C++ and derived classes issue
Larry Evans
cppljevans at suddenlink.net
Sat Feb 13 15:25:17 EST 2016
On 02/13/2016 01:03 PM, John Ralls wrote:
[snip]
> You started out trying to encapsulate an object and a flag that
indicated where to put it. That had genericity problems because there's
no type-safe way to generically handle the differing return types.
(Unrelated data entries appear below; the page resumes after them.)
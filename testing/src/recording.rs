//! Recording and failing collaborators.
//!
//! - [`RecordingSink`]: keeps every saved ticket and customer in memory
//! - [`FailingSink`]: rejects every write
//! - [`RecordingNotifier`]: captures published lines
//! - [`FailingNotifier`]: rejects every line

#![allow(clippy::unwrap_used)] // Test infrastructure uses unwrap for simplicity
#![allow(clippy::missing_panics_doc)]

use std::collections::HashMap;
use std::sync::atomic::{AtomicUsize, Ordering};
use std::sync::{Arc, RwLock};
use ticket_market_core::{
    Customer, CustomerId, Notifier, NotifyError, PersistenceSink, SinkError, SinkFuture, Ticket,
    TicketId, TicketStatus,
};

/// In-memory sink that records the latest version of every entity.
///
/// Optionally starts failing ticket writes after a set number of successes,
/// which lets tests exercise persistence failures halfway through a batch.
#[derive(Clone, Debug, Default)]
pub struct RecordingSink {
    tickets: Arc<RwLock<HashMap<TicketId, Ticket>>>,
    customers: Arc<RwLock<HashMap<CustomerId, Customer>>>,
    ticket_writes: Arc<AtomicUsize>,
    fail_after: Option<usize>,
}

impl RecordingSink {
    /// Sink that accepts every write.
    #[must_use]
    pub fn new() -> Self {
        Self::default()
    }

    /// Sink whose ticket writes fail once `writes` have succeeded.
    #[must_use]
    pub fn failing_after(writes: usize) -> Self {
        Self {
            fail_after: Some(writes),
            ..Self::default()
        }
    }

    /// Number of distinct tickets stored.
    #[must_use]
    pub fn ticket_count(&self) -> usize {
        self.tickets.read().unwrap().len()
    }

    /// Number of stored tickets with the given status.
    #[must_use]
    pub fn count_with_status(&self, status: TicketStatus) -> usize {
        self.tickets
            .read()
            .unwrap()
            .values()
            .filter(|t| t.status == status)
            .count()
    }

    /// Latest stored version of a ticket.
    #[must_use]
    pub fn ticket(&self, id: &TicketId) -> Option<Ticket> {
        self.tickets.read().unwrap().get(id).cloned()
    }

    /// All stored tickets, in no particular order.
    #[must_use]
    pub fn tickets(&self) -> Vec<Ticket> {
        self.tickets.read().unwrap().values().cloned().collect()
    }

    /// Names of stored customers.
    #[must_use]
    pub fn customer_names(&self) -> Vec<String> {
        let mut names: Vec<String> = self
            .customers
            .read()
            .unwrap()
            .values()
            .map(|c| c.name.clone())
            .collect();
        names.sort();
        names
    }
}

impl PersistenceSink for RecordingSink {
    fn save_ticket<'a>(&'a self, ticket: &'a Ticket) -> SinkFuture<'a> {
        Box::pin(async move {
            let written = self.ticket_writes.fetch_add(1, Ordering::SeqCst);
            if self.fail_after.is_some_and(|limit| written >= limit) {
                return Err(SinkError::WriteFailed(format!(
                    "injected failure saving {}",
                    ticket.name
                )));
            }
            self.tickets
                .write()
                .unwrap()
                .insert(ticket.id, ticket.clone());
            Ok(())
        })
    }

    fn save_customer<'a>(&'a self, customer: &'a Customer) -> SinkFuture<'a> {
        Box::pin(async move {
            self.customers
                .write()
                .unwrap()
                .insert(customer.id, customer.clone());
            Ok(())
        })
    }
}

/// Sink that rejects every write.
#[derive(Clone, Copy, Debug, Default)]
pub struct FailingSink;

impl PersistenceSink for FailingSink {
    fn save_ticket<'a>(&'a self, _ticket: &'a Ticket) -> SinkFuture<'a> {
        Box::pin(async { Err(SinkError::Unavailable("sink offline".to_string())) })
    }

    fn save_customer<'a>(&'a self, _customer: &'a Customer) -> SinkFuture<'a> {
        Box::pin(async { Err(SinkError::Unavailable("sink offline".to_string())) })
    }
}

/// Notifier that captures every line.
#[derive(Clone, Debug, Default)]
pub struct RecordingNotifier {
    lines: Arc<RwLock<Vec<String>>>,
}

impl RecordingNotifier {
    /// Create an empty recorder.
    #[must_use]
    pub fn new() -> Self {
        Self::default()
    }

    /// Every line published so far.
    #[must_use]
    pub fn lines(&self) -> Vec<String> {
        self.lines.read().unwrap().clone()
    }

    /// Whether any line contains `needle`.
    #[must_use]
    pub fn contains(&self, needle: &str) -> bool {
        self.lines.read().unwrap().iter().any(|l| l.contains(needle))
    }

    /// Number of lines containing `needle`.
    #[must_use]
    pub fn count(&self, needle: &str) -> usize {
        self.lines
            .read()
            .unwrap()
            .iter()
            .filter(|l| l.contains(needle))
            .count()
    }

    /// Drop recorded lines.
    pub fn clear(&self) {
        self.lines.write().unwrap().clear();
    }
}

impl Notifier for RecordingNotifier {
    fn publish(&self, event: &str) -> Result<(), NotifyError> {
        self.lines.write().unwrap().push(event.to_string());
        Ok(())
    }
}

/// Notifier that rejects every line.
#[derive(Clone, Copy, Debug, Default)]
pub struct FailingNotifier;

impl Notifier for FailingNotifier {
    fn publish(&self, _event: &str) -> Result<(), NotifyError> {
        Err(NotifyError::Delivery("no subscribers reachable".to_string()))
    }
}
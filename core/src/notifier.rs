//! Best-effort broadcast of human-readable event lines.

use thiserror::Error;

/// Errors raised by a notifier.
#[derive(Error, Debug, Clone, PartialEq, Eq)]
pub enum NotifyError {
    /// Event could not be delivered
    #[error("Notification failed: {0}")]
    Delivery(String),
}

/// Publishes event strings to observers.
///
/// Callers log failures at `warn` and carry on; a notifier can never stall or
/// fail a pool operation.
pub trait Notifier: Send + Sync {
    /// Publish one event line.
    ///
    /// # Errors
    ///
    /// Returns [`NotifyError`] if the event could not be delivered.
    fn publish(&self, event: &str) -> Result<(), NotifyError>;
}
Polymorphism to the rescue! Except that it turns out that you have
different handling requirements depending not on the type that you're
storing but on the actual property that you're processing.
>
> How about this:
> template <typename T, GncTransPropType p> class GncTransPropImpl {
> public:
> GncTransPropImpl (T v) : value {v} {}
> ...
> friend template<>void
set_property(std::unique_ptr<GncTransPropImpl<T, P>> prop, Transaction
*txn);
> friend template<>void
set_property(std::unique_ptr<GncTransPropImpl<T, P>> prop, Split *split);
> private:
> T value;
> }
Why not make T a metafunction of p? IOW, define:
template<GncTransPropType Index>
struct PropIndex2PropType
;
template<>
struct PropIndex2PropType<ACCOUNT>
{
using Type = Account*;
};
template <GncTransPropType p> class GncTransPropImpl {
public:
using T = typename PropIndexPropType::type;
GncTransPropImpl (T v) : value {v} {}
...
private:
T value;
};
That way one template argument is avoided.
You could also just define a typelist using
maybe boost::mpl::vector<T0,T1,T2,...>
and index into that instead of using PropIndex2PropType.